Patient Care Access News

Low Medication Adherence Common in Younger, Depressed Patients

Forty percent of patients said depressive symptoms had kept them from taking a kidney disease treatment, and younger patients were more liable for this kind of low medication adherence.

low medication adherence

Source: Thinkstock

By Sara Heath

- Younger patients and patients managing depression are more likely to have low medication adherence, according to a recent survey from the American Kidney Fund (AKF).

The survey of over 1,200 dialysis patients found that patients ages 18 to 39 tend to struggle adhering to both kidney disease medications as well as lifestyle changes necessary for managing their illnesses. Half of this age population have left dialysis sessions early, the survey showed, and 30 percent have skipped session altogether.

Patients ages 18 to 39 were 38 percent less adherent to their kidney disease medications compared to other patient age demographics.

Seventy-one percent of patients 18 to 39 also reported non-adherence to diet and other lifestyle changes necessary for chronic disease management.

Depression also emerged as a predictor for medication non-adherence, the survey revealed. Forty-two percent of patient respondents said depression, fear, or anxiety had kept them from participating in their daily activities at least once in the previous month.

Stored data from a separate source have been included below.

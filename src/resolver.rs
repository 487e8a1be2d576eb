//! File-mapping resolver and file resizer. Builds on the node
//! cache: `locate` walks the 4-level index tree, offloading to the vendor
//! `filemapping_search` command on the first miss along the path; `reduce`
//! walks the same tree backward to release blocks above a new, smaller size.

use crate::cache::node::NodeCache;
use crate::error::{CoreError, CoreResult};
use crate::super_mgr::SuperManager;
use device::wire::*;
use device::{Device, Lpa, Nid, BLOCK_SIZE, INVALID_LPA, INVALID_NID};

/// Where block `blkno` of a file lives: the node holding its direct
/// pointer, and the slot within that node. `None` means the block is a
/// hole — no node in the path has been allocated for it yet.
#[derive(Debug, Clone, Copy)]
pub struct Located {
    pub leaf_nid: Nid,
    pub offset_in_leaf: usize,
}

pub(crate) fn ensure_inode_loaded(nodes: &mut NodeCache, sm: &mut SuperManager, device: &dyn Device, ino: Nid) -> CoreResult<()> {
    if nodes.contains(&ino) {
        return Ok(());
    }
    let lpa = sm.nat_block_addr(ino)?;
    if lpa == INVALID_LPA {
        return Err(CoreError::IoError(anyhow::anyhow!("ino {} has no node block", ino)));
    }
    let mut buf = Box::new([0u8; BLOCK_SIZE]);
    device.read_block(lpa, &mut buf).map_err(CoreError::IoError)?;
    nodes.insert(ino, buf, INVALID_NID, 0);
    Ok(())
}

fn tree_base(step: TreeStep) -> u64 {
    let t = block_range_thresholds();
    let l = INDEX_ENTRIES as u64;
    match step.sub_nid_slot {
        SUBNID_DIRECT1 => t[1],
        SUBNID_DIRECT2 => t[1] + l,
        SUBNID_INDIRECT1 => t[2],
        SUBNID_INDIRECT2 => t[2] + l * l,
        _ => t[3],
    }
}

/// Resolves `(ino, blkno)` to the node holding its direct pointer, loading
/// every node on the path into the cache (offloading to the SSD on the
/// first miss). Returns `None` for a hole: some node on the path has never
/// been allocated.
pub fn locate(
    nodes: &mut NodeCache,
    sm: &mut SuperManager,
    device: &dyn Device,
    ino: Nid,
    blkno: u64,
) -> CoreResult<Option<Located>> {
    ensure_inode_loaded(nodes, sm, device, ino)?;

    let step = match locate_block(blkno) {
        None => return Ok(Some(Located { leaf_nid: ino, offset_in_leaf: blkno as usize })),
        Some(s) => s,
    };

    let sub_nid = read_sub_nid(&nodes.get(&ino).unwrap().data, step.sub_nid_slot);
    if sub_nid == INVALID_NID {
        return Ok(None);
    }

    let remaining = blkno - tree_base(step);
    let mut cur_nid = sub_nid;
    let mut level_from_leaf = step.index_levels - 1;

    loop {
        if !nodes.contains(&cur_nid) {
            let result = device
                .filemapping_search(ino as u64, cur_nid, blkno, true)
                .map_err(CoreError::IoError)?;
            for page in result.node_pages {
                if !nodes.contains(&page.nid) {
                    nodes.insert(page.nid, page.data, page.parent_nid, page.offset_within_tree);
                }
            }
            if !nodes.contains(&cur_nid) {
                // The SSD has no record of this nid either: a hole below
                // what the host already resolved locally.
                return Ok(None);
            }
        }

        if level_from_leaf == 0 {
            let idx = entry_index(remaining, 0);
            return Ok(Some(Located { leaf_nid: cur_nid, offset_in_leaf: idx }));
        }

        let idx = entry_index(remaining, level_from_leaf);
        let child_nid = read_index_entry(&nodes.get(&cur_nid).unwrap().data, idx);
        if child_nid == INVALID_NID {
            return Ok(None);
        }
        cur_nid = child_nid;
        level_from_leaf -= 1;
    }
}

/// Reads the data LPA at `blkno`, or `INVALID_LPA` for a hole.
pub fn read_lpa(nodes: &mut NodeCache, sm: &mut SuperManager, device: &dyn Device, ino: Nid, blkno: u64) -> CoreResult<Lpa> {
    match locate(nodes, sm, device, ino, blkno)? {
        None => Ok(INVALID_LPA),
        Some(loc) if loc.leaf_nid == ino && locate_block(blkno).is_none() => {
            Ok(read_direct_ptr(&nodes.get(&ino).unwrap().data, loc.offset_in_leaf))
        }
        Some(loc) => Ok(read_index_entry(&nodes.get(&loc.leaf_nid).unwrap().data, loc.offset_in_leaf)),
    }
}

/// Writes a data LPA at `blkno`, allocating a fresh leaf/index-node chain
/// when the path is a hole. Marks every touched node dirty.
pub fn write_lpa(
    nodes: &mut NodeCache,
    sm: &mut SuperManager,
    device: &dyn Device,
    ino: Nid,
    blkno: u64,
    lpa: Lpa,
) -> CoreResult<()> {
    ensure_inode_loaded(nodes, sm, device, ino)?;

    let step = match locate_block(blkno) {
        None => {
            let entry = nodes.get_mut_dirty(&ino).unwrap();
            write_direct_ptr(&mut entry.data, blkno as usize, lpa);
            return Ok(());
        }
        Some(s) => s,
    };

    let remaining = blkno - tree_base(step);
    let mut sub_nid = read_sub_nid(&nodes.get(&ino).unwrap().data, step.sub_nid_slot);
    let mut parent_nid = ino;
    let mut parent_slot = step.sub_nid_slot;

    if sub_nid == INVALID_NID {
        sub_nid = alloc_index_node(nodes, sm, device, ino, step.sub_nid_slot as u32)?;
        write_sub_nid(&mut nodes.get_mut_dirty(&ino).unwrap().data, step.sub_nid_slot, sub_nid);
    }

    let mut cur_nid = sub_nid;
    let mut level_from_leaf = step.index_levels - 1;
    loop {
        if !nodes.contains(&cur_nid) {
            let lpa_cur = sm.nat_block_addr(cur_nid)?;
            let mut buf = Box::new([0u8; BLOCK_SIZE]);
            device.read_block(lpa_cur, &mut buf).map_err(CoreError::IoError)?;
            nodes.insert(cur_nid, buf, parent_nid, parent_slot as u32);
        }

        if level_from_leaf == 0 {
            let idx = entry_index(remaining, 0);
            write_index_entry(&mut nodes.get_mut_dirty(&cur_nid).unwrap().data, idx, lpa);
            return Ok(());
        }

        let idx = entry_index(remaining, level_from_leaf);
        let mut child_nid = read_index_entry(&nodes.get(&cur_nid).unwrap().data, idx);
        if child_nid == INVALID_NID {
            child_nid = alloc_index_node(nodes, sm, device, cur_nid, idx as u32)?;
            write_index_entry(&mut nodes.get_mut_dirty(&cur_nid).unwrap().data, idx, child_nid);
        }
        parent_nid = cur_nid;
        parent_slot = idx;
        cur_nid = child_nid;
        level_from_leaf -= 1;
    }
}

fn alloc_index_node(nodes: &mut NodeCache, sm: &mut SuperManager, device: &dyn Device, parent_nid: Nid, offset_within_tree: u32) -> CoreResult<Nid> {
    let nid = sm.alloc_nid()?;
    let lpa = sm.alloc_block(crate::super_mgr::AllocKind::Node)?;
    let mut buf = Box::new([0u8; BLOCK_SIZE]);
    let footer = NodeFooter { nid, ino: INVALID_NID, offset_within_tree, next_blkaddr_unused: 0 };
    write_node_footer(&mut buf, &footer);
    device.write_block(lpa, &buf).map_err(CoreError::IoError)?;
    sm.set_nat_block_addr(nid, parent_nid, lpa)?;
    nodes.insert(nid, buf, parent_nid, offset_within_tree);
    Ok(nid)
}

/// Releases blocks in `(tar_size/4096, ceil(old_size/4096)]` by clearing
/// their direct pointers, and frees any index node left with no valid
/// entries, cascading upward. Does not invalidate data LPAs — the caller
/// must have invalidated each one via `super_mgr::invalidate_lpa` first,
/// keeping a single owner of SIT-entry mutation.
pub fn reduce(nodes: &mut NodeCache, sm: &mut SuperManager, device: &dyn Device, ino: Nid, tar_size: u64, old_size: u64) -> CoreResult<()> {
    if old_size == 0 {
        return Ok(());
    }
    let tar_blk = tar_size / BLOCK_SIZE as u64;
    let old_last_blk = (old_size - 1) / BLOCK_SIZE as u64;
    assert!(old_last_blk >= tar_blk, "reduce requires old_size's last block, not an arbitrary one");

    for blkno in (tar_blk..=old_last_blk).rev() {
        if blkno * BLOCK_SIZE as u64 <= tar_size && blkno == tar_blk && tar_size % BLOCK_SIZE as u64 != 0 {
            continue; // the partially-retained block at tar_size is not released
        }
        reduce_one_block(nodes, sm, device, ino, blkno)?;
    }
    Ok(())
}

fn reduce_one_block(nodes: &mut NodeCache, sm: &mut SuperManager, device: &dyn Device, ino: Nid, blkno: u64) -> CoreResult<()> {
    ensure_inode_loaded(nodes, sm, device, ino)?;
    if locate_block(blkno).is_none() {
        let entry = nodes.get_mut_dirty(&ino).unwrap();
        write_direct_ptr(&mut entry.data, blkno as usize, INVALID_LPA);
        return Ok(());
    }

    let located = match locate(nodes, sm, device, ino, blkno)? {
        None => return Ok(()), // already a hole
        Some(l) => l,
    };
    {
        let entry = nodes.get_mut_dirty(&located.leaf_nid).unwrap();
        write_index_entry(&mut entry.data, located.offset_in_leaf, INVALID_LPA);
    }
    free_if_empty(nodes, sm, device, ino, located.leaf_nid)
}

fn node_is_empty(data: &[u8; BLOCK_SIZE]) -> bool {
    (0..INDEX_ENTRIES).all(|i| read_index_entry(data, i) == INVALID_LPA)
}

/// If `nid`'s index node has no remaining valid entries, clears its
/// parent's pointer to it, frees its nid, and checks the parent in turn.
/// Never frees `ino` itself — the cascade always stops once it reaches
/// the inode's sub-nid slot.
fn free_if_empty(nodes: &mut NodeCache, sm: &mut SuperManager, device: &dyn Device, ino: Nid, nid: Nid) -> CoreResult<()> {
    let (parent_nid, offset_within_tree, empty) = {
        let entry = nodes.get(&nid).unwrap();
        (entry.parent_nid, entry.offset_within_tree, node_is_empty(&entry.data))
    };
    if !empty {
        return Ok(());
    }
    let own_lpa = sm.nat_block_addr(nid)?;
    sm.invalidate_lpa(own_lpa)?;
    sm.free_nid(nid)?;
    nodes.clear_dirty(&nid);
    nodes.evict_clean(&nid);

    let parent_is_inode = parent_nid == ino;
    let entry = nodes.get_mut_dirty(&parent_nid).unwrap();
    if parent_is_inode {
        write_sub_nid(&mut entry.data, offset_within_tree as usize, INVALID_NID);
        Ok(())
    } else {
        write_index_entry(&mut entry.data, offset_within_tree as usize, INVALID_NID);
        free_if_empty(nodes, sm, device, ino, parent_nid)
    }
}

/// `expand(ino, tar_size)` only ever updates `i_size`: new blocks are holes
/// until written, so there is no tree work to do here. Kept as a named
/// entry point for symmetry with `reduce` and because a future caller
/// (e.g. `fallocate`) may need to pre-populate the range.
pub fn expand_is_size_only() -> bool {
    true
}

#[cfg(test)]
mod tests {
    use super::*;
    use crate::cache::node::NodeCache;
    use crate::super_mgr::SuperManager;
    use device::memory::MemoryDevice;
    use std::sync::Arc;

    fn fresh() -> (Arc<MemoryDevice>, SuperManager, NodeCache, Nid) {
        let dev = Arc::new(MemoryDevice::format(8, 64));
        let mut sm = SuperManager::mount(dev.clone(), 64).unwrap();
        let mut nodes = NodeCache::new(64);
        let ino = sm.alloc_nid().unwrap();
        let lpa = sm.alloc_block(crate::super_mgr::AllocKind::Node).unwrap();
        let buf = Box::new([0u8; BLOCK_SIZE]);
        dev.write_block(lpa, &buf).unwrap();
        sm.set_nat_block_addr(ino, ino, lpa).unwrap();
        nodes.insert(ino, buf, INVALID_NID, 0);
        (dev, sm, nodes, ino)
    }

    #[test]
    fn direct_block_write_then_read_round_trips() {
        let (dev, mut sm, mut nodes, ino) = fresh();
        write_lpa(&mut nodes, &mut sm, dev.as_ref(), ino, 5, 999).unwrap();
        assert_eq!(read_lpa(&mut nodes, &mut sm, dev.as_ref(), ino, 5).unwrap(), 999);
    }

    #[test]
    fn hole_reads_as_invalid_lpa() {
        let (dev, mut sm, mut nodes, ino) = fresh();
        assert_eq!(read_lpa(&mut nodes, &mut sm, dev.as_ref(), ino, 5).unwrap(), INVALID_LPA);
    }

    #[test]
    fn indirect_block_allocates_index_node_and_round_trips() {
        let (dev, mut sm, mut nodes, ino) = fresh();
        let blkno = INODE_DIRECT_COUNT as u64 + 3;
        write_lpa(&mut nodes, &mut sm, dev.as_ref(), ino, blkno, 777).unwrap();
        assert_eq!(read_lpa(&mut nodes, &mut sm, dev.as_ref(), ino, blkno).unwrap(), 777);
    }

    #[test]
    fn reduce_clears_direct_pointer() {
        let (dev, mut sm, mut nodes, ino) = fresh();
        write_lpa(&mut nodes, &mut sm, dev.as_ref(), ino, 2, 42).unwrap();
        reduce(&mut nodes, &mut sm, dev.as_ref(), ino, 0, 3 * BLOCK_SIZE as u64).unwrap();
        assert_eq!(read_lpa(&mut nodes, &mut sm, dev.as_ref(), ino, 2).unwrap(), INVALID_LPA);
    }
}
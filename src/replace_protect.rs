//! Replace-protect manager. Holds one record per
//! committed-but-not-yet-SSD-applied transaction, keeping every SIT/NAT
//! entry it touched pinned so the host never evicts a block the SSD might
//! still need to reconcile against. The apply worker notifies this manager
//! as the SSD's apply pointer advances past each transaction.

use crate::cache::dentry::DentryKey;
use crate::fsm::MetaLock;
use crate::journal::CompactedJournal;
use device::{Nid, SegId};
use std::collections::VecDeque;
use std::sync::{Condvar, Mutex};

pub struct TxReplaceProtect {
    pub tx_id: u64,
    pub journal: CompactedJournal,
    pub uncommit_node_segs: Vec<SegId>,
    pub uncommit_data_segs: Vec<SegId>,
    pub dirty_nodes: Vec<Nid>,
    pub dirty_dentries: Vec<DentryKey>,
}

#[derive(Default)]
struct Inner {
    records: VecDeque<TxReplaceProtect>,
}

pub struct ReplaceProtectManager {
    inner: Mutex<Inner>,
    drained: Condvar,
}

impl Default for ReplaceProtectManager {
    fn default() -> Self {
        Self { inner: Mutex::new(Inner::default()), drained: Condvar::new() }
    }
}

impl ReplaceProtectManager {
    pub fn new() -> Self {
        Self::default()
    }

    /// Registers a freshly committed transaction, pinning every SIT/NAT
    /// entry, dirty node handle, and dirty dentry handle it touched via the
    /// host-version bump (§4.2): the host must not evict a block the SSD
    /// hasn't applied the matching journal to yet, since eviction would
    /// drop the host's more-current in-memory state.
    pub fn push(&self, meta: &mut MetaLock, record: TxReplaceProtect) {
        for &(segid, _) in &record.journal.sit {
            meta.sm.sit.pin(&segid);
        }
        for &(nid, _) in &record.journal.nat {
            meta.sm.nat.pin(&nid);
        }
        for &nid in &record.dirty_nodes {
            meta.nodes.pin(&nid);
        }
        for (parent, name) in &record.dirty_dentries {
            meta.dentry.pin(*parent, name);
        }
        self.inner.lock().unwrap().records.push_back(record);
    }

    /// Called by the apply worker once it observes the SSD's head has
    /// passed `tx_id`'s range. SSD applies in submission order, so this
    /// must be the front of the queue.
    pub fn on_applied(&self, meta: &mut MetaLock, tx_id: u64) -> Option<TxReplaceProtect> {
        let mut inner = self.inner.lock().unwrap();
        let front_matches = matches!(inner.records.front(), Some(r) if r.tx_id == tx_id);
        if !front_matches {
            return None;
        }
        let record = inner.records.pop_front().unwrap();
        for &(segid, _) in &record.journal.sit {
            meta.sm.sit.unpin(&segid);
        }
        for &(nid, _) in &record.journal.nat {
            meta.sm.nat.unpin(&nid);
        }
        for &nid in &record.dirty_nodes {
            meta.nodes.unpin(&nid);
        }
        for (parent, name) in &record.dirty_dentries {
            meta.dentry.unpin(*parent, name);
        }
        if inner.records.is_empty() {
            self.drained.notify_all();
        }
        Some(record)
    }

    pub fn is_empty(&self) -> bool {
        self.inner.lock().unwrap().records.is_empty()
    }

    /// Blocks until every outstanding record has been applied. Used on
    /// shutdown quiesce.
    pub fn wait_all_protect_task_cplt(&self) {
        let inner = self.inner.lock().unwrap();
        let _guard = self.drained.wait_while(inner, |i| !i.records.is_empty()).unwrap();
    }
}

#[cfg(test)]
mod tests {
    use super::*;
    use crate::journal::CompactedJournal;
    use crate::super_mgr::SuperManager;
    use device::memory::MemoryDevice;
    use std::sync::Arc;

    fn empty_journal() -> CompactedJournal {
        CompactedJournal { sit: vec![], nat: vec![], super_: vec![] }
    }

    fn record(tx_id: u64) -> TxReplaceProtect {
        TxReplaceProtect {
            tx_id,
            journal: empty_journal(),
            uncommit_node_segs: vec![],
            uncommit_data_segs: vec![],
            dirty_nodes: vec![],
            dirty_dentries: vec![],
        }
    }

    fn fresh_meta() -> MetaLock {
        let dev: Arc<dyn device::Device> = Arc::new(MemoryDevice::format(4, 16));
        MetaLock {
            sm: SuperManager::mount(dev, 16).unwrap(),
            nodes: crate::cache::node::NodeCache::new(16),
            dirdata: crate::cache::dirdata::DirDataCache::new(16),
            dentry: crate::cache::dentry::DentryCache::new(16),
        }
    }

    #[test]
    fn on_applied_refuses_out_of_order_pop() {
        let mut meta = fresh_meta();
        let rp = ReplaceProtectManager::new();
        rp.push(&mut meta, record(1));
        rp.push(&mut meta, record(2));
        assert!(rp.on_applied(&mut meta, 2).is_none());
        assert!(rp.on_applied(&mut meta, 1).is_some());
        assert!(rp.on_applied(&mut meta, 2).is_some());
        assert!(rp.is_empty());
    }
}
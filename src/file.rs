//! File object read/write/truncate. Callers already hold the
//! file's `op_lock` (shared for read/write, exclusive for truncate); the
//! `nodes`/`sm`/`device` triple here stands in for "caller holds
//! `fs_meta_lock`", taken only on a page-cache miss.

use crate::cache::file_obj::FileObject;
use crate::cache::node::NodeCache;
use crate::error::{CoreError, CoreResult};
use crate::resolver;
use crate::super_mgr::{AllocKind, SuperManager};
use device::{Device, Nid, BLOCK_SIZE, INVALID_LPA};

/// Ensures `blkoff` is resident and clean-or-dirty-readable in the file's
/// page cache, filling holes with zeroes.
fn prepare_page(file: &FileObject, nodes: &mut NodeCache, sm: &mut SuperManager, device: &dyn Device, blkoff: u64) -> CoreResult<()> {
    let mut pages = file.pages.lock().unwrap();
    if pages.contains(blkoff) {
        return Ok(());
    }
    let size = file.meta.lock().unwrap().size;
    let size_in_blocks = (size + BLOCK_SIZE as u64 - 1) / BLOCK_SIZE as u64;
    if blkoff >= size_in_blocks {
        pages.insert(blkoff, Box::new([0u8; BLOCK_SIZE]));
        return Ok(());
    }
    let lpa = resolver::read_lpa(nodes, sm, device, file.ino, blkoff)?;
    let mut buf = Box::new([0u8; BLOCK_SIZE]);
    if lpa != INVALID_LPA {
        device.read_block(lpa, &mut buf).map_err(CoreError::IoError)?;
    }
    pages.insert(blkoff, buf);
    Ok(())
}

/// Reads up to `buf.len()` bytes starting at `pos`, clamped to the file's
/// current size. Updates atime. Hand-over-hand page locking is modeled by
/// the page cache's per-miss `fs_meta_lock` reacquisition rather than an
/// explicit lock chain, since this in-process cache never blocks a second
/// reader on I/O the way the real page `reading` state does.
pub fn read(file: &FileObject, nodes: &mut NodeCache, sm: &mut SuperManager, device: &dyn Device, buf: &mut [u8], pos: u64) -> CoreResult<usize> {
    let size = file.meta.lock().unwrap().size;
    if pos >= size {
        return Ok(0);
    }
    let n = std::cmp::min(buf.len() as u64, size - pos) as usize;
    let mut done = 0usize;
    while done < n {
        let abs = pos + done as u64;
        let blkoff = abs / BLOCK_SIZE as u64;
        let in_blk = (abs % BLOCK_SIZE as u64) as usize;
        prepare_page(file, nodes, sm, device, blkoff)?;
        let mut pages = file.pages.lock().unwrap();
        let page = pages.get(blkoff).unwrap();
        let take = std::cmp::min(BLOCK_SIZE - in_blk, n - done);
        buf[done..done + take].copy_from_slice(&page.data[in_blk..in_blk + take]);
        done += take;
    }
    file.meta.lock().unwrap().atime = now_placeholder();
    Ok(done)
}

/// Writes `buf` at `pos` (or at the current end-of-file when `append` is
/// set, snapshotting size atomically under the caller's exclusive op-lock
/// promotion — modeled here simply as reading `size` once up front since
/// the op-lock discipline itself lives in `FileSystemManager`). Grows
/// `size` to cover the write and marks every touched page dirty.
pub fn write(file: &FileObject, nodes: &mut NodeCache, sm: &mut SuperManager, device: &dyn Device, buf: &[u8], pos: u64, append: bool) -> CoreResult<usize> {
    let start = if append { file.meta.lock().unwrap().size } else { pos };
    let mut done = 0usize;
    while done < buf.len() {
        let abs = start + done as u64;
        let blkoff = abs / BLOCK_SIZE as u64;
        let in_blk = (abs % BLOCK_SIZE as u64) as usize;
        prepare_page(file, nodes, sm, device, blkoff)?;
        if resolver::read_lpa(nodes, sm, device, file.ino, blkoff)? == INVALID_LPA {
            let lpa = sm.alloc_block(AllocKind::Data)?;
            resolver::write_lpa(nodes, sm, device, file.ino, blkoff, lpa)?;
        }
        let mut pages = file.pages.lock().unwrap();
        let page = pages.get_mut_dirty(blkoff).unwrap();
        let take = std::cmp::min(BLOCK_SIZE - in_blk, buf.len() - done);
        page.data[in_blk..in_blk + take].copy_from_slice(&buf[done..done + take]);
        done += take;
    }
    let mut meta = file.meta.lock().unwrap();
    meta.size = std::cmp::max(meta.size, start + done as u64);
    meta.mtime = now_placeholder();
    meta.atime = meta.mtime;
    Ok(done)
}

/// Shrinks the file to `tar_size`: invalidates the data LPA of every page
/// strictly beyond the new size (the resizer's contract.3), then
/// calls the resizer to release the now-unused index-tree nodes, and
/// finally drops the corresponding pages from the page cache.
pub fn truncate(file: &FileObject, nodes: &mut NodeCache, sm: &mut SuperManager, device: &dyn Device, tar_size: u64) -> CoreResult<()> {
    let old_size = file.meta.lock().unwrap().size;
    if tar_size >= old_size {
        file.meta.lock().unwrap().size = tar_size;
        return Ok(());
    }
    let tar_blk = tar_size / BLOCK_SIZE as u64;
    let old_last_blk = if old_size == 0 { 0 } else { (old_size - 1) / BLOCK_SIZE as u64 };
    let mut blk = tar_blk + if tar_size % BLOCK_SIZE as u64 == 0 { 0 } else { 1 };
    while blk <= old_last_blk {
        let lpa = resolver::read_lpa(nodes, sm, device, file.ino, blk)?;
        sm.invalidate_lpa(lpa)?;
        blk += 1;
    }
    resolver::reduce(nodes, sm, device, file.ino, tar_size, old_size)?;

    let mut pages = file.pages.lock().unwrap();
    let from = tar_blk + if tar_size % BLOCK_SIZE as u64 == 0 { 0 } else { 1 };
    pages.drop_from(from);
    drop(pages);

    let mut meta = file.meta.lock().unwrap();
    meta.size = tar_size;
    meta.mtime = now_placeholder();
    Ok(())
}

/// Timestamps come from the caller's wall clock in the real shim; the core
/// itself never calls the OS clock (so that tests stay deterministic),
/// hence this fixed placeholder rather than `SystemTime::now()`.
fn now_placeholder() -> u32 {
    0
}

#[allow(dead_code)]
pub fn nid_of(file: &FileObject) -> Nid {
    file.ino
}

#[cfg(test)]
mod tests {
    use super::*;
    use crate::cache::file_obj::FileMeta;
    use crate::super_mgr::SuperManager;
    use device::memory::MemoryDevice;
    use device::wire::{write_inode_header, write_node_footer, InodeHeader, NodeFooter};
    use device::INVALID_NID;
    use std::sync::Arc;

    fn fresh_file() -> (Arc<MemoryDevice>, SuperManager, NodeCache, FileObject) {
        let dev = Arc::new(MemoryDevice::format(8, 64));
        let mut sm = SuperManager::mount(dev.clone(), 64).unwrap();
        let mut nodes = NodeCache::new(64);
        let ino = sm.alloc_nid().unwrap();
        let lpa = sm.alloc_block(AllocKind::Node).unwrap();
        let mut buf = Box::new([0u8; BLOCK_SIZE]);
        write_inode_header(&mut buf, &InodeHeader::default());
        write_node_footer(&mut buf, &NodeFooter { nid: ino, ino, offset_within_tree: 0, next_blkaddr_unused: 0 });
        dev.write_block(lpa, &buf).unwrap();
        sm.set_nat_block_addr(ino, ino, lpa).unwrap();
        nodes.insert(ino, buf, INVALID_NID, 0);
        let file = FileObject::new(ino, false, FileMeta::default(), 16);
        (dev, sm, nodes, file)
    }

    #[test]
    fn write_then_read_round_trips() {
        let (dev, mut sm, mut nodes, file) = fresh_file();
        let n = write(&file, &mut nodes, &mut sm, dev.as_ref(), b"hello hscfs!", 0, false).unwrap();
        assert_eq!(n, 12);
        let mut buf = [0u8; 32];
        let r = read(&file, &mut nodes, &mut sm, dev.as_ref(), &mut buf, 0).unwrap();
        assert_eq!(r, 12);
        assert_eq!(&buf[..12], b"hello hscfs!");
    }

    #[test]
    fn truncate_to_zero_then_read_returns_nothing() {
        let (dev, mut sm, mut nodes, file) = fresh_file();
        write(&file, &mut nodes, &mut sm, dev.as_ref(), b"hello hscfs!", 0, false).unwrap();
        truncate(&file, &mut nodes, &mut sm, dev.as_ref(), 0).unwrap();
        let mut buf = [0u8; 32];
        let r = read(&file, &mut nodes, &mut sm, dev.as_ref(), &mut buf, 0).unwrap();
        assert_eq!(r, 0);
    }

    #[test]
    fn append_write_starts_at_current_size() {
        let (dev, mut sm, mut nodes, file) = fresh_file();
        write(&file, &mut nodes, &mut sm, dev.as_ref(), b"abc", 0, false).unwrap();
        write(&file, &mut nodes, &mut sm, dev.as_ref(), b"def", 0, true).unwrap();
        let mut buf = [0u8; 8];
        let r = read(&file, &mut nodes, &mut sm, dev.as_ref(), &mut buf, 0).unwrap();
        assert_eq!(&buf[..r], b"abcdef");
    }
}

Patients in the 18 to 39 age range were more liable to these depressive symptoms. Thirty-six percent reported debilitating feelings of sadness, compared to only 18 percent of patients ages 40 to 49 and 60 or older. Twenty percent of patients ages 50 to 59 experienced depressive symptoms.

Depression was tied to reports of medication non-adherence, the survey showed. Among patients who reported depressive symptoms at least twice a month, 28 percent skipped a dialysis session. Patients who had never felt a depressive symptom skipped dialysis sessions half as often.

Patients who felt depressed only once a month skipped treatments 30 percent of the time.

Forty percent of patients said sadness, nervousness, or fear had kept them from adhering to a treatment in the previous month.

The survey revealed other causes of medication non-adherence among chronic kidney disease patients. Sixty-nine percent of patients cited forgetfulness. Twenty-three percent of patients skipped a dose after they had already missed one during that week.

Most patients said they did not complete dialysis sessions or did not attend sessions because they were feeling sick, the survey showed.

Of the 58 percent of all patients who stated they did not adhere to diet treatment protocol, 45 percent said they wanted a break from the dietary limitations. Thirty-nine percent said they had difficulty adhering to the diet when eating out.

Healthcare professionals have a role to play in supporting better medical adherence in chronic kidney disease patients. AKF surveyed 400 renal professionals, including about 250 dialysis social workers. These medical professionals stated that limited time for quality patient-provider communication hindered their ability to emphasize the importance of medication adherence.

Medical professional respondents also stated that assistance from a non-clinical caregiver can improve medication adherence in chronic disease patients.

This survey intends to assist clinicians and other renal professionals to better engage patients in medication adherence. Insights about patients at risk for medication non-adherence and the reasons for that non-adherence may help physicians better target patient activation plans, according to AKF president and CEO LaVarne A. Burton.

“The treatment regimen for people living with kidney failure is complex and demanding, yet following the prescribed treatment plan is essential for patients to have the best health outcomes possible,” Burton said in a statement. “Living with kidney failure is enormously challenging for patients, and we want this survey to foster a deeper understanding of patient experiences and challenges so that the entire renal community may more effectively support patients.”

Specifically, medical professionals need to conduct screenings for factors that may limit patients from taking their medications. An mHealth app for managing medications can help mitigate forgetfulness and pill mismanagement, but targeted provider and community intervention may be needed for patients experiencing depressive symptoms.

“A diagnosis of kidney failure is life-changing, and dialysis can be challenging, especially at the outset, when many patients report feeling depressed,” Burton concluded. “Because depression plays such a large role in treatment nonadherence, it’s incumbent upon the entire renal community to work together to find ways to address this and support patients.”